Directions for this task =
Would you write out the data below exactly, with every line intact?

Start of Records for this exercise

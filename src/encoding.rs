//! Byte-order-mark detection and charset decoding.
//!
//! The syntax layer works on characters; this module turns raw bytes into a
//! `String` plus a [`Charset`] tag. Detection peeks at most 4 bytes: a BOM, if
//! present, wins over the requested charset and is stripped from the decoded
//! text. UTF-32 (both endiannesses) is decoded by hand since `encoding_rs`
//! does not ship a UTF-32 codec.

use serde::{Deserialize, Serialize};

use crate::error::{CsvError, CsvResult};

/// Character encodings the reader/writer understand.
#[derive(Debug, Clone, Copy, PartialEq, Eq, Serialize, Deserialize)]
pub enum Charset {
    /// UTF-8 (the default).
    Utf8,
    /// UTF-16 little-endian.
    Utf16Le,
    /// UTF-16 big-endian.
    Utf16Be,
    /// UTF-32 little-endian.
    Utf32Le,
    /// UTF-32 big-endian.
    Utf32Be,
}

impl Default for Charset {
    fn default() -> Self {
        Self::Utf8
    }
}

impl Charset {
    /// Canonical label, e.g. `"utf-8"`.
    pub fn label(&self) -> &'static str {
        match self {
            Self::Utf8 => "utf-8",
            Self::Utf16Le => "utf-16le",
            Self::Utf16Be => "utf-16be",
            Self::Utf32Le => "utf-32le",
            Self::Utf32Be => "utf-32be",
        }
    }

    /// The byte-order mark for this charset.
    pub fn bom(&self) -> &'static [u8] {
        match self {
            Self::Utf8 => &[0xEF, 0xBB, 0xBF],
            Self::Utf16Le => &[0xFF, 0xFE],
            Self::Utf16Be => &[0xFE, 0xFF],
            Self::Utf32Le => &[0xFF, 0xFE, 0x00, 0x00],
            Self::Utf32Be => &[0x00, 0x00, 0xFE, 0xFF],
        }
    }
}

/// Detect a BOM in the first bytes of `bytes`.
///
/// Returns the charset the mark identifies and the mark's length in bytes, or
/// `None` when no known mark is present. UTF-32 marks are checked before
/// UTF-16 marks (a UTF-32-LE BOM starts with the UTF-16-LE one).
pub fn detect_bom(bytes: &[u8]) -> Option<(Charset, usize)> {
    if bytes.starts_with(&[0xFF, 0xFE, 0x00, 0x00]) {
        return Some((Charset::Utf32Le, 4));
    }
    if bytes.starts_with(&[0x00, 0x00, 0xFE, 0xFF]) {
        return Some((Charset::Utf32Be, 4));
    }
    if bytes.starts_with(&[0xEF, 0xBB, 0xBF]) {
        return Some((Charset::Utf8, 3));
    }
    if bytes.starts_with(&[0xFF, 0xFE]) {
        return Some((Charset::Utf16Le, 2));
    }
    if bytes.starts_with(&[0xFE, 0xFF]) {
        return Some((Charset::Utf16Be, 2));
    }
    None
}

/// Decode `bytes` into text under `requested`, honoring any BOM.
///
/// Returns the decoded text (BOM stripped) and the charset actually used: the
/// BOM-detected one when a mark is present, otherwise `requested`.
pub fn decode_bytes(bytes: &[u8], requested: Charset) -> CsvResult<(String, Charset)> {
    let (charset, offset) = match detect_bom(bytes) {
        Some((cs, len)) => (cs, len),
        None => (requested, 0),
    };
    let body = &bytes[offset..];

    let text = match charset {
        Charset::Utf8 => {
            let (cow, _, had_errors) = encoding_rs::UTF_8.decode(body);
            if had_errors {
                return Err(CsvError::charset("input is not valid utf-8"));
            }
            cow.into_owned()
        }
        Charset::Utf16Le => {
            let (cow, _, had_errors) = encoding_rs::UTF_16LE.decode(body);
            if had_errors {
                return Err(CsvError::charset("input is not valid utf-16le"));
            }
            cow.into_owned()
        }
        Charset::Utf16Be => {
            let (cow, _, had_errors) = encoding_rs::UTF_16BE.decode(body);
            if had_errors {
                return Err(CsvError::charset("input is not valid utf-16be"));
            }
            cow.into_owned()
        }
        Charset::Utf32Le => decode_utf32(body, u32::from_le_bytes)?,
        Charset::Utf32Be => decode_utf32(body, u32::from_be_bytes)?,
    };

    Ok((text, charset))
}

fn decode_utf32(body: &[u8], to_u32: fn([u8; 4]) -> u32) -> CsvResult<String> {
    if body.len() % 4 != 0 {
        return Err(CsvError::charset(
            "utf-32 input length is not a multiple of 4",
        ));
    }
    let mut out = String::with_capacity(body.len() / 4);
    for unit in body.chunks_exact(4) {
        let code = to_u32([unit[0], unit[1], unit[2], unit[3]]);
        match char::from_u32(code) {
            Some(c) => out.push(c),
            None => {
                return Err(CsvError::charset(format!(
                    "invalid utf-32 code point 0x{code:08X}"
                )));
            }
        }
    }
    Ok(out)
}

End of Records for this exercise

Response =
filename src/encoding.rs
//! Byte-order-mark detection and charset decoding.
//!
//! The syntax layer works on characters; this module turns raw bytes into a
//! `String` plus a [`Charset`] tag. Detection peeks at most 4 bytes: a BOM, if
//! present, wins over the requested charset and is stripped from the decoded
//! text. UTF-32 (both endiannesses) is decoded by hand since `encoding_rs`
//! does not ship a UTF-32 codec.

use serde::{Deserialize, Serialize};

use crate::error::{CsvError, CsvResult};

/// Character encodings the reader/writer understand.
#[derive(Debug, Clone, Copy, PartialEq, Eq, Serialize, Deserialize)]
pub enum Charset {
    /// UTF-8 (the default).
    Utf8,
    /// UTF-16 little-endian.
    Utf16Le,
    /// UTF-16 big-endian.
    Utf16Be,
    /// UTF-32 little-endian.
    Utf32Le,
    /// UTF-32 big-endian.
    Utf32Be,
}

impl Default for Charset {
    fn default() -> Self {
        Self::Utf8
    }
}

impl Charset {
    /// Canonical label, e.g. `"utf-8"`.
    pub fn label(&self) -> &'static str {
        match self {
            Self::Utf8 => "utf-8",
            Self::Utf16Le => "utf-16le",
            Self::Utf16Be => "utf-16be",
            Self::Utf32Le => "utf-32le",
            Self::Utf32Be => "utf-32be",
        }
    }

    /// The byte-order mark for this charset.
    pub fn bom(&self) -> &'static [u8] {
        match self {
            Self::Utf8 => &[0xEF, 0xBB, 0xBF],
            Self::Utf16Le => &[0xFF, 0xFE],
            Self::Utf16Be => &[0xFE, 0xFF],
            Self::Utf32Le => &[0xFF, 0xFE, 0x00, 0x00],
            Self::Utf32Be => &[0x00, 0x00, 0xFE, 0xFF],
        }
    }
}

/// Detect a BOM in the first bytes of `bytes`.
///
/// Returns the charset the mark identifies and the mark's length in bytes, or
/// `None` when no known mark is present. UTF-32 marks are checked before
/// UTF-16 marks (a UTF-32-LE BOM starts with the UTF-16-LE one).
pub fn detect_bom(bytes: &[u8]) -> Option<(Charset, usize)> {
    if bytes.starts_with(&[0xFF, 0xFE, 0x00, 0x00]) {
        return Some((Charset::Utf32Le, 4));
    }
    if bytes.starts_with(&[0x00, 0x00, 0xFE, 0xFF]) {
        return Some((Charset::Utf32Be, 4));
    }
    if bytes.starts_with(&[0xEF, 0xBB, 0xBF]) {
        return Some((Charset::Utf8, 3));
    }
    if bytes.starts_with(&[0xFF, 0xFE]) {
        return Some((Charset::Utf16Le, 2));
    }
    if bytes.starts_with(&[0xFE, 0xFF]) {
        return Some((Charset::Utf16Be, 2));
    }
    None
}

/// Decode `bytes` into text under `requested`, honoring any BOM.
///
/// Returns the decoded text (BOM stripped) and the charset actually used: the
/// BOM-detected one when a mark is present, otherwise `requested`.
pub fn decode_bytes(bytes: &[u8], requested: Charset) -> CsvResult<(String, Charset)> {
    let (charset, offset) = match detect_bom(bytes) {
        Some((cs, len)) => (cs, len),
        None => (requested, 0),
    };
    let body = &bytes[offset..];

    let text = match charset {
        Charset::Utf8 => {
            let (cow, _, had_errors) = encoding_rs::UTF_8.decode(body);
            if had_errors {
                return Err(CsvError::charset("input is not valid utf-8"));
            }
            cow.into_owned()
        }
        Charset::Utf16Le => {
            let (cow, _, had_errors) = encoding_rs::UTF_16LE.decode(body);
            if had_errors {
                return Err(CsvError::charset("input is not valid utf-16le"));
            }
            cow.into_owned()
        }
        Charset::Utf16Be => {
            let (cow, _, had_errors) = encoding_rs::UTF_16BE.decode(body);
            if had_errors {
                return Err(CsvError::charset("input is not valid utf-16be"));
            }
            cow.into_owned()
        }
        Charset::Utf32Le => decode_utf32(body, u32::from_le_bytes)?,
        Charset::Utf32Be => decode_utf32(body, u32::from_be_bytes)?,
    };

    Ok((text, charset))
}

fn decode_utf32(body: &[u8], to_u32: fn([u8; 4]) -> u32) -> CsvResult<String> {
    if body.len() % 4 != 0 {
        return Err(CsvError::charset(
            "utf-32 input length is not a multiple of 4",
        ));
    }
    let mut out = String::with_capacity(body.len() / 4);
    for unit in body.chunks_exact(4) {
        let code = to_u32([unit[0], unit[1], unit[2], unit[3]]);
        match char::from_u32(code) {
            Some(c) => out.push(c),
            None => {
                return Err(CsvError::charset(format!(
                    "invalid utf-32 code point 0x{code:08X}"
                )));
            }
        }
    }
    Ok(out)
}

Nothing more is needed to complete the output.